(Dataset excerpts)

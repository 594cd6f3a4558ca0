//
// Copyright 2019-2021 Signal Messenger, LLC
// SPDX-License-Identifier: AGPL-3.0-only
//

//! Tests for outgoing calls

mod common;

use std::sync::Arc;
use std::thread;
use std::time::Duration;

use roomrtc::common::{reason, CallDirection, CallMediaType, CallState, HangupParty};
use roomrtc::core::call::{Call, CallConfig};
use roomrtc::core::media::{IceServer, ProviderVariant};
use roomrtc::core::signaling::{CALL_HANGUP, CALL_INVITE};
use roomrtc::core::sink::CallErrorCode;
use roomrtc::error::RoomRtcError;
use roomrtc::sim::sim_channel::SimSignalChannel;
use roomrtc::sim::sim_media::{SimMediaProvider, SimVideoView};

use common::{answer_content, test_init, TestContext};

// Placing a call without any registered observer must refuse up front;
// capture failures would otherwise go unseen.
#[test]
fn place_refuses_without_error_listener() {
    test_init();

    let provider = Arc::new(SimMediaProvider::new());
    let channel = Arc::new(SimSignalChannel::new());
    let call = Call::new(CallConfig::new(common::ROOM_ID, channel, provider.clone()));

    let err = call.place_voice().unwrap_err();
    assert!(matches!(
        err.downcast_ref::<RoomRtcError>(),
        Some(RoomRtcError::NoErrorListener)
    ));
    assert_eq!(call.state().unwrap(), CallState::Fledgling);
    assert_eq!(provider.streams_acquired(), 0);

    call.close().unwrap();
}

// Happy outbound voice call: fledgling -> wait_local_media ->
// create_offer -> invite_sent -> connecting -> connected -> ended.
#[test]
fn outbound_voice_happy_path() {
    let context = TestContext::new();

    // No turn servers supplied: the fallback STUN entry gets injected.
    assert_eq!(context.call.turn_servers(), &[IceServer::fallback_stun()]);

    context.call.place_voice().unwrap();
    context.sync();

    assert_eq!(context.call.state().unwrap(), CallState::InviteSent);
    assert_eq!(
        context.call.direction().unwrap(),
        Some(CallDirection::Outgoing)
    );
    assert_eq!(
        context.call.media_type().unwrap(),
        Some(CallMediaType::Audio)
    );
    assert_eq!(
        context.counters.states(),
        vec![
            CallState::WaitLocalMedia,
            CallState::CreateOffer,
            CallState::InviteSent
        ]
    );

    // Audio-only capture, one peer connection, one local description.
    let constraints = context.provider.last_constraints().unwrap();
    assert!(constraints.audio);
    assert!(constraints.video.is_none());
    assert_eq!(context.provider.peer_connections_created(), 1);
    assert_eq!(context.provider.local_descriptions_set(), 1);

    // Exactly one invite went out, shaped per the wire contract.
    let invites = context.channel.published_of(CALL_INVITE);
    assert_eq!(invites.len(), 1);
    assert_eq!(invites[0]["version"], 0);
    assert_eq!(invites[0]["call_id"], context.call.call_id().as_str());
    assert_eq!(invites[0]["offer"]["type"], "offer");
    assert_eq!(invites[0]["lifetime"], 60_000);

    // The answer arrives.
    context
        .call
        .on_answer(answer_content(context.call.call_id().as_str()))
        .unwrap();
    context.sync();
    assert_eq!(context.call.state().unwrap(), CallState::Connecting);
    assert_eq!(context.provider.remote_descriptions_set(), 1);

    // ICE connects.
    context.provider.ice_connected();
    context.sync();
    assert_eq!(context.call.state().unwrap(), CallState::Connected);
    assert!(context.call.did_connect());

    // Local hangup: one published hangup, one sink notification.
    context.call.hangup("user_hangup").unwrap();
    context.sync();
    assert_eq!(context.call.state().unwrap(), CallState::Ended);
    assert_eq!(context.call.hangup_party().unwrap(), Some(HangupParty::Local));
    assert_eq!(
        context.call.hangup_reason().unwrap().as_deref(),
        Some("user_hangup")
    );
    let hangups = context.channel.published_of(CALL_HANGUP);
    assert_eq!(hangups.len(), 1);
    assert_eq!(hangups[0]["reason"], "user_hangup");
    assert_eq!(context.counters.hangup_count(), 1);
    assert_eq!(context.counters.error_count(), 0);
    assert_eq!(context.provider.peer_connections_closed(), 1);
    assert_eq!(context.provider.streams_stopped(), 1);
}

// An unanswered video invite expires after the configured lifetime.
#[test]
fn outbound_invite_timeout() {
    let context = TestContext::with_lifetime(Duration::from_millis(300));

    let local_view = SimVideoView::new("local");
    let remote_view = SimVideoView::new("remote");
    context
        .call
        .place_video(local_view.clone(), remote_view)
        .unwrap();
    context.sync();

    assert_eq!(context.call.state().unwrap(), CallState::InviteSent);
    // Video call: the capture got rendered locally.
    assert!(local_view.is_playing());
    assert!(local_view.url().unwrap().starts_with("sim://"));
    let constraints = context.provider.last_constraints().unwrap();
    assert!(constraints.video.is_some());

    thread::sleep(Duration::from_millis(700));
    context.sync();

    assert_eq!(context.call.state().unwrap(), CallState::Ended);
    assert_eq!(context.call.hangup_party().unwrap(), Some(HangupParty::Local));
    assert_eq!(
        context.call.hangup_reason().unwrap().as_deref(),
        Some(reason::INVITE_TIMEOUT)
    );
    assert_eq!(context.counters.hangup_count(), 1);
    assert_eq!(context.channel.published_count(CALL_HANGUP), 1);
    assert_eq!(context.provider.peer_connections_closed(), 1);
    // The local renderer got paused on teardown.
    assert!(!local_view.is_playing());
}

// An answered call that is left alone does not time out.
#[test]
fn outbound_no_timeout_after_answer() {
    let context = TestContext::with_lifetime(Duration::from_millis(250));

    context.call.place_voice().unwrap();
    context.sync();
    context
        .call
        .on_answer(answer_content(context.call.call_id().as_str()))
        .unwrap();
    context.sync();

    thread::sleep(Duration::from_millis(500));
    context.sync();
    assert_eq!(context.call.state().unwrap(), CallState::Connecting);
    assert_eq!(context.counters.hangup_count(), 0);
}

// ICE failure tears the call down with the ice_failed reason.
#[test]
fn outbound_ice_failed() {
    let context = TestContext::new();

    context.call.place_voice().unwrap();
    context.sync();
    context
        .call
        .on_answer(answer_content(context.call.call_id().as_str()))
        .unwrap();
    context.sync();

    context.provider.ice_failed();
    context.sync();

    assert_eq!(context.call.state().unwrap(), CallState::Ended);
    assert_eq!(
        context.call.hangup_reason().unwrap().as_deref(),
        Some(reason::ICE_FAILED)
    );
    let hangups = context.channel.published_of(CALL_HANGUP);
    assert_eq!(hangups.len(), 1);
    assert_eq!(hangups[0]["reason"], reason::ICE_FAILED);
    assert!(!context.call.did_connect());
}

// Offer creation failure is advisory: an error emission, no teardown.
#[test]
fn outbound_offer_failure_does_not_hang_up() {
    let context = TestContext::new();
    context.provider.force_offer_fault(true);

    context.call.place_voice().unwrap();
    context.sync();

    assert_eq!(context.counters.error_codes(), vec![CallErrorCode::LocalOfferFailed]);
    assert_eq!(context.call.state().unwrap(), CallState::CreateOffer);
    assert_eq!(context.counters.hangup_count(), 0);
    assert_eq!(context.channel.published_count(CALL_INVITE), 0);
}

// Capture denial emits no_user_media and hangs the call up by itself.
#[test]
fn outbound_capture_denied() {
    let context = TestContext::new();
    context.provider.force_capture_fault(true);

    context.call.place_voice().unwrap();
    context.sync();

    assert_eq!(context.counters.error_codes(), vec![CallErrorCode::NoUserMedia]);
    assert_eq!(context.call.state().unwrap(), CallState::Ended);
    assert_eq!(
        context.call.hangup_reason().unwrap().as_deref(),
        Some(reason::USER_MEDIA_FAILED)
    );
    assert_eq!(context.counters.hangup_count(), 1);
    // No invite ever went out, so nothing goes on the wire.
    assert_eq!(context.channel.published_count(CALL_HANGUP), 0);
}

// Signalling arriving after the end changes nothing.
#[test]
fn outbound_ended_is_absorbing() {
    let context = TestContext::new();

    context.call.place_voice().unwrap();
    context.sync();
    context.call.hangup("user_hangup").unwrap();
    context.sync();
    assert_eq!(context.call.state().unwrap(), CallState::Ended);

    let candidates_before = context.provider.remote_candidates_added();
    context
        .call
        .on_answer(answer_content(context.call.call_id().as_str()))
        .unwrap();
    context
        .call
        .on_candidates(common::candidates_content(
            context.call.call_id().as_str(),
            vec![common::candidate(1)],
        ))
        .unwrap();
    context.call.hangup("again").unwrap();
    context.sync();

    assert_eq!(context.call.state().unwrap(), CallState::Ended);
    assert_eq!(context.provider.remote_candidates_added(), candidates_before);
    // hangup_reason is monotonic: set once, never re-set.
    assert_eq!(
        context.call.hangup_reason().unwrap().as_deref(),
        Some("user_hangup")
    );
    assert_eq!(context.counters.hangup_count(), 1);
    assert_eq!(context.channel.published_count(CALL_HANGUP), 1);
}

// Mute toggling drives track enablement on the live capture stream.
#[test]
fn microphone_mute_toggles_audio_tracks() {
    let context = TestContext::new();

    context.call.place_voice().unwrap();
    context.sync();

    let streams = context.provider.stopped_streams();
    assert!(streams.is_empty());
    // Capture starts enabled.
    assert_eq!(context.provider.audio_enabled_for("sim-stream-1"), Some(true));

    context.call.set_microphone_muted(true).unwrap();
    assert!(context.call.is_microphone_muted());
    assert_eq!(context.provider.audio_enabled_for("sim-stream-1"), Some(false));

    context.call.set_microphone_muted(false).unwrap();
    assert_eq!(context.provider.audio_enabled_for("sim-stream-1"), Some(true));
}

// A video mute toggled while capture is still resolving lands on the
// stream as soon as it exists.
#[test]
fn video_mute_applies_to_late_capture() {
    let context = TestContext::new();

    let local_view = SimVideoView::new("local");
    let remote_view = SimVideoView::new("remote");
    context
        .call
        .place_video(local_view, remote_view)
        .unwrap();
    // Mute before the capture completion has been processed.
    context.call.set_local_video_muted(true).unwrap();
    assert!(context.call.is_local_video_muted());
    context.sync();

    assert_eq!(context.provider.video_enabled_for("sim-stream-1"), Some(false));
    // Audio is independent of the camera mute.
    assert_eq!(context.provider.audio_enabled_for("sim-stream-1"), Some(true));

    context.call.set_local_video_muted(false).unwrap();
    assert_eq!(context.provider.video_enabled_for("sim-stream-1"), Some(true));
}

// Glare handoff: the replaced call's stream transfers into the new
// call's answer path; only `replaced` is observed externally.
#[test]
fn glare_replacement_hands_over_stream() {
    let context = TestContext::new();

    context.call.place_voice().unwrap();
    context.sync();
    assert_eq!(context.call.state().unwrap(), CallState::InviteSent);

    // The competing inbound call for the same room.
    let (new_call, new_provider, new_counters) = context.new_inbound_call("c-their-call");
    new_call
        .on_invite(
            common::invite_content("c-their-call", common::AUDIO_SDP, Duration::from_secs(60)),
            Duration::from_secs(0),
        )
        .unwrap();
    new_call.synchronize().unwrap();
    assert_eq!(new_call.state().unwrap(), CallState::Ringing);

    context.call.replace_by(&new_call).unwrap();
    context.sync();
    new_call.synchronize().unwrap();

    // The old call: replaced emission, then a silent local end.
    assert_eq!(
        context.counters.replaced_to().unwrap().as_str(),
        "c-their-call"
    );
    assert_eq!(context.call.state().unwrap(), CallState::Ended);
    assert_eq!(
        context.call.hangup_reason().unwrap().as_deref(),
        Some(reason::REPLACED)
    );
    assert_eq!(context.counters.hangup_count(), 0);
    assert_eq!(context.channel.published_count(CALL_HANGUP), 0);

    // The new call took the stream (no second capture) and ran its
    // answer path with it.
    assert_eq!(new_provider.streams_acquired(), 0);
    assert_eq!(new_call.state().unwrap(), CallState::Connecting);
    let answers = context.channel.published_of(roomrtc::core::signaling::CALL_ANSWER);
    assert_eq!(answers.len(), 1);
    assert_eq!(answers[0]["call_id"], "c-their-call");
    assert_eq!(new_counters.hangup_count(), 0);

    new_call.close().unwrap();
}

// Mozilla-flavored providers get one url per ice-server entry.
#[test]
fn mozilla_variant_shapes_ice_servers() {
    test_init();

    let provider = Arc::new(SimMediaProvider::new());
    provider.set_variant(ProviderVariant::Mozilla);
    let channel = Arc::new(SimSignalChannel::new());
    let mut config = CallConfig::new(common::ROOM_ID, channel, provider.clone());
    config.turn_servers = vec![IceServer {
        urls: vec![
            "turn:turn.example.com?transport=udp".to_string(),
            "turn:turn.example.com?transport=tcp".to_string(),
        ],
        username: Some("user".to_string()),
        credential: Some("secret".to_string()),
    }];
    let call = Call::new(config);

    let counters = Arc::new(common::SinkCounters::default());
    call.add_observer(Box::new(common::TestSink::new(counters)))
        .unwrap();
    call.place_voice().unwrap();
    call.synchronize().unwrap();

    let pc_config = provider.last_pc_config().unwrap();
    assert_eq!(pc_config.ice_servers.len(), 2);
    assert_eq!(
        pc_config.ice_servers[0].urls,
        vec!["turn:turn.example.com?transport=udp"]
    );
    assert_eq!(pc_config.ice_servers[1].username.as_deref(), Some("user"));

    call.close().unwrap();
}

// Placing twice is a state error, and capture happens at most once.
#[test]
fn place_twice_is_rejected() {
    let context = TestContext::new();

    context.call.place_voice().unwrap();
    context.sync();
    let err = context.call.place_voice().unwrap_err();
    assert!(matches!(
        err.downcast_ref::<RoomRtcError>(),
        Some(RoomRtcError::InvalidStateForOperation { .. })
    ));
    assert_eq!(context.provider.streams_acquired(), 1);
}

WORK ORDER: In the data above, how many lines hold the string "their"? Give the number by itself.

RESPONSE: 4